Linear Algebra for Machine Learning and IR

Information retrieval is concerned with representing content in a form that can be easily accessed by users with information needs. Information retrieval, as a field, works primarily with highly unstructured content, such as text documents written in natural language; it deals with information needs that are generally not formulated according to precise specifications; and its criteria for success are based in large part on the demands of a diverse set of human users. Most of the models for IR and text analytics are linear. Most primitive frequently used model is vector space model, in which data or information is represented in vector or matrix form. Most of the method for preprocessing and information retrieval are using the similarity of the data, which is in mostly in vector matrix form. Numerical similarity metrics on documents suggest natural approaches for similarity-based indexing by representing textual queries as vectors and searching for their nearest neighbors in a collection of documents - as well as for clustering. But with a large number of underlying terms, these vector operations are being carried out in a huge number of dimensions.

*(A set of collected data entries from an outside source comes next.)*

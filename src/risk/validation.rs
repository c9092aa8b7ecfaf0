//! Declared input ranges, checked before scoring.
//!
//! All violations are collected rather than stopping at the first, so a
//! form can highlight every bad field in one round trip.

use serde::Serialize;

use crate::models::*;

/// A single rejected field.
#[derive(Debug, Clone, PartialEq, Serialize)]
pub struct FieldError {
    pub field: &'static str,
    pub message: String,
}

#[derive(Debug, Clone, Default, PartialEq, thiserror::Error)]
#[error("{} field(s) failed validation", .0.len())]
pub struct ValidationErrors(pub Vec<FieldError>);

impl ValidationErrors {
    pub fn fields(&self) -> impl Iterator<Item = &'static str> + '_ {
        self.0.iter().map(|e| e.field)
    }
}

/// Inclusive numeric range for one field.
#[derive(Debug, Clone, Copy, PartialEq)]
pub struct FieldRange {
    pub min: f64,
    pub max: f64,
}

const fn range(min: f64, max: f64) -> FieldRange {
    FieldRange { min, max }
}

pub const AGE: FieldRange = range(18.0, 120.0);

pub const DIABETES_GLUCOSE: FieldRange = range(70.0, 300.0);
pub const DIABETES_BMI: FieldRange = range(15.0, 50.0);
pub const DIABETES_BLOOD_PRESSURE: FieldRange = range(80.0, 200.0);
pub const DIABETES_INSULIN: FieldRange = range(0.0, 300.0);

pub const HEART_BLOOD_PRESSURE: FieldRange = range(80.0, 220.0);
pub const HEART_CHOLESTEROL: FieldRange = range(100.0, 400.0);
pub const HEART_MAX_HEART_RATE: FieldRange = range(60.0, 220.0);
pub const HEART_FASTING_BLOOD_SUGAR: FieldRange = range(0.0, 300.0);

pub const KIDNEY_BLOOD_PRESSURE: FieldRange = range(80.0, 220.0);
pub const KIDNEY_CREATININE: FieldRange = range(0.1, 15.0);
pub const KIDNEY_ALBUMIN: FieldRange = range(0.0, 5.0);
pub const KIDNEY_BLOOD_SUGAR: FieldRange = range(70.0, 300.0);
pub const KIDNEY_HEMOGLOBIN: FieldRange = range(7.0, 20.0);
pub const KIDNEY_UREA: FieldRange = range(10.0, 150.0);
pub const KIDNEY_SODIUM: FieldRange = range(120.0, 160.0);
pub const KIDNEY_POTASSIUM: FieldRange = range(2.0, 7.0);

pub const LIVER_TOTAL_BILIRUBIN: FieldRange = range(0.1, 30.0);
pub const LIVER_DIRECT_BILIRUBIN: FieldRange = range(0.1, 20.0);
pub const LIVER_ALKALINE_PHOSPHATASE: FieldRange = range(20.0, 500.0);
pub const LIVER_ALT: FieldRange = range(5.0, 500.0);
pub const LIVER_AST: FieldRange = range(5.0, 500.0);
pub const LIVER_TOTAL_PROTEINS: FieldRange = range(2.0, 10.0);
pub const LIVER_ALBUMIN_GLOBULIN_RATIO: FieldRange = range(0.1, 5.0);

#[derive(Default)]
struct Checker {
    errors: Vec<FieldError>,
}

impl Checker {
    fn number(&mut self, field: &'static str, value: f64, range: FieldRange) -> &mut Self {
        if !value.is_finite() {
            self.errors.push(FieldError {
                field,
                message: "must be a finite number".into(),
            });
        } else if value < range.min || value > range.max {
            self.errors.push(FieldError {
                field,
                message: format!("must be between {} and {}", range.min, range.max),
            });
        }
        self
    }

    fn text(&mut self, field: &'static str, value: &str) -> &mut Self {
        if value.trim().is_empty() {
            self.errors.push(FieldError {
                field,
                message: "is required".into(),
            });
        }
        self
    }

    fn finish(&mut self) -> Result<(), ValidationErrors> {
        if self.errors.is_empty() {
            Ok(())
        } else {
            Err(ValidationErrors(std::mem::take(&mut self.errors)))
        }
    }
}

pub fn validate_diabetes(input: &DiabetesInput) -> Result<(), ValidationErrors> {
    Checker::default()
        .number("age", input.age, AGE)
        .text("gender", &input.gender)
        .number("glucose", input.glucose, DIABETES_GLUCOSE)
        .number("bmi", input.bmi, DIABETES_BMI)
        .number("bloodPressure", input.blood_pressure, DIABETES_BLOOD_PRESSURE)
        .number("insulin", input.insulin, DIABETES_INSULIN)
        .finish()
}

pub fn validate_heart_disease(input: &HeartDiseaseInput) -> Result<(), ValidationErrors> {
    Checker::default()
        .number("age", input.age, AGE)
        .text("gender", &input.gender)
        .text("chestPainType", &input.chest_pain_type)
        .number("bloodPressure", input.blood_pressure, HEART_BLOOD_PRESSURE)
        .number("cholesterol", input.cholesterol, HEART_CHOLESTEROL)
        .number("maxHeartRate", input.max_heart_rate, HEART_MAX_HEART_RATE)
        .number(
            "fastingBloodSugar",
            input.fasting_blood_sugar,
            HEART_FASTING_BLOOD_SUGAR,
        )
        .finish()
}

pub fn validate_kidney_disease(input: &KidneyDiseaseInput) -> Result<(), ValidationErrors> {
    Checker::default()
        .number("age", input.age, AGE)
        .number("bloodPressure", input.blood_pressure, KIDNEY_BLOOD_PRESSURE)
        .number("creatinine", input.creatinine, KIDNEY_CREATININE)
        .number("albumin", input.albumin, KIDNEY_ALBUMIN)
        .number("bloodSugar", input.blood_sugar, KIDNEY_BLOOD_SUGAR)
        .number("hemoglobin", input.hemoglobin, KIDNEY_HEMOGLOBIN)
        .number("urea", input.urea, KIDNEY_UREA)
        .number("sodium", input.sodium, KIDNEY_SODIUM)
        .number("potassium", input.potassium, KIDNEY_POTASSIUM)
        .finish()
}

pub fn validate_liver_disease(input: &LiverDiseaseInput) -> Result<(), ValidationErrors> {
    Checker::default()
        .number("age", input.age, AGE)
        .text("gender", &input.gender)
        .number("totalBilirubin", input.total_bilirubin, LIVER_TOTAL_BILIRUBIN)
        .number("directBilirubin", input.direct_bilirubin, LIVER_DIRECT_BILIRUBIN)
        .number(
            "alkalinePhosphatase",
            input.alkaline_phosphatase,
            LIVER_ALKALINE_PHOSPHATASE,
        )
        .number("alt", input.alt, LIVER_ALT)
        .number("ast", input.ast, LIVER_AST)
        .number("totalProteins", input.total_proteins, LIVER_TOTAL_PROTEINS)
        .number(
            "albuminGlobulinRatio",
            input.albumin_globulin_ratio,
            LIVER_ALBUMIN_GLOBULIN_RATIO,
        )
        .finish()
}

#[cfg(test)]
mod tests {
    use super::*;
    use crate::risk::ClinicalInput;

    fn diabetes() -> DiabetesInput {
        DiabetesInput {
            age: 45.0,
            gender: "female".into(),
            family_history: false,
            glucose: 100.0,
            bmi: 24.0,
            blood_pressure: 120.0,
            insulin: 80.0,
        }
    }

    #[test]
    fn valid_diabetes_input_passes() {
        assert!(diabetes().validate().is_ok());
    }

    #[test]
    fn range_bounds_are_inclusive() {
        let mut input = diabetes();
        input.age = 18.0;
        input.glucose = 300.0;
        input.bmi = 15.0;
        input.insulin = 0.0;
        assert!(input.validate().is_ok());
    }

    #[test]
    fn collects_every_violation() {
        let mut input = diabetes();
        input.age = 17.0;
        input.glucose = 301.0;
        input.gender = "   ".into();
        let err = input.validate().unwrap_err();
        let fields: Vec<_> = err.fields().collect();
        assert_eq!(fields, vec!["age", "gender", "glucose"]);
        assert_eq!(err.0[0].message, "must be between 18 and 120");
    }

    #[test]
    fn non_finite_numbers_rejected() {
        let mut input = diabetes();
        input.bmi = f64::NAN;
        let err = input.validate().unwrap_err();
        assert_eq!(err.0[0].field, "bmi");
        assert_eq!(err.0[0].message, "must be a finite number");
    }

    #[test]
    fn heart_requires_chest_pain_type() {
        let input = HeartDiseaseInput {
            age: 50.0,
            gender: "male".into(),
            chest_pain_type: String::new(),
            blood_pressure: 225.0,
            cholesterol: 200.0,
            max_heart_rate: 150.0,
            fasting_blood_sugar: 90.0,
            exercise_angina: true,
        };
        let err = input.validate().unwrap_err();
        let fields: Vec<_> = err.fields().collect();
        assert_eq!(fields, vec!["chestPainType", "bloodPressure"]);
    }

    #[test]
    fn kidney_fractional_bounds() {
        let mut input = KidneyDiseaseInput {
            age: 50.0,
            blood_pressure: 120.0,
            creatinine: 0.1,
            albumin: 0.0,
            blood_sugar: 100.0,
            hemoglobin: 14.0,
            urea: 30.0,
            sodium: 140.0,
            potassium: 4.0,
        };
        assert!(input.validate().is_ok());

        input.creatinine = 0.09;
        input.potassium = 7.5;
        let err = input.validate().unwrap_err();
        let fields: Vec<_> = err.fields().collect();
        assert_eq!(fields, vec!["creatinine", "potassium"]);
    }

    #[test]
    fn liver_enzymes_checked_independently() {
        let input = LiverDiseaseInput {
            age: 40.0,
            gender: "female".into(),
            total_bilirubin: 0.8,
            direct_bilirubin: 0.2,
            alkaline_phosphatase: 90.0,
            alt: 501.0,
            ast: 4.0,
            total_proteins: 7.0,
            albumin_globulin_ratio: 1.4,
        };
        let err = input.validate().unwrap_err();
        let fields: Vec<_> = err.fields().collect();
        assert_eq!(fields, vec!["alt", "ast"]);
    }
}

Very high dimensionality can be a problem not only from the point of view of computational efficiency, but also because the large number of terms leads to sets of vectors with very sparse patterns of non-zeroes, in which relationships among terms can be difficult to detect or exploit. Many methods based on machine learning approach such as support vector machine (SVM), artificial neural network (ANN) and matrix decomposition based method are proposed in literature. In this talk the underlying theory of linear algebra for machine learning methods and matrix decomposition based method will be presented. As well as the application to the different machine learning methods and matrix methods for dimensional reduction, clustering and classification will be presented.

David Barber, University College London, UK

Keynote: Machine Learning and Engineering Intelligence

Machine Learning broadly aims to find underlying structure in typically large-scale data. In contrast to traditional statistics, the underlying motivations of the Machine Learning community tend to focus on the development of methods that facilitate human-machine interaction and the replication of the information processing skills of natural organisms. For example, typical areas of interest are speech recognition, natural language processing, visual object recognition, robotic control and artificial intelligence. Machine Learning also has other motivations in more general statistical modelling and prediction scenarios, often with the emphasis being on massive databases and limited prior understanding of appropriate underlying mechanisms generating the data. I'll discuss some of the conceptual landscape of Machine Learning, it's history and motivations.

David Barber

Tutorial 1: 16th: Machine Learning and Probabilistic Modelling

Probability is a useful framework for modelling underlying processes generating data. This framework is consistent with many scientific approaches in which an underlying physical law is postulated, with discrepancies between the observations and the model accounted for by stochastic effects. Probability can also be seen as an extension of classical logical reasoning systems. Whilst the framework of probability has long been considered advantageous of Machine Learning and Artificial Intelligence, working with high-dimensional probability distributions (which are typically required in Machine Learning) is highly non-trivial. For this reason, imposing strong structural constraints on the underlying models is vital and these constraints can often be conveniently expressed in the language of Graph Theory. The marriage of Graph and Probability Theory is the field of Graphical Models which has become a popular framework in both Machine Learning, Statistics and Engineering to represent large-scale probabilistic models. I'll discuss applications of this framework in natural language modelling and engineering, including tracking and signal decoding.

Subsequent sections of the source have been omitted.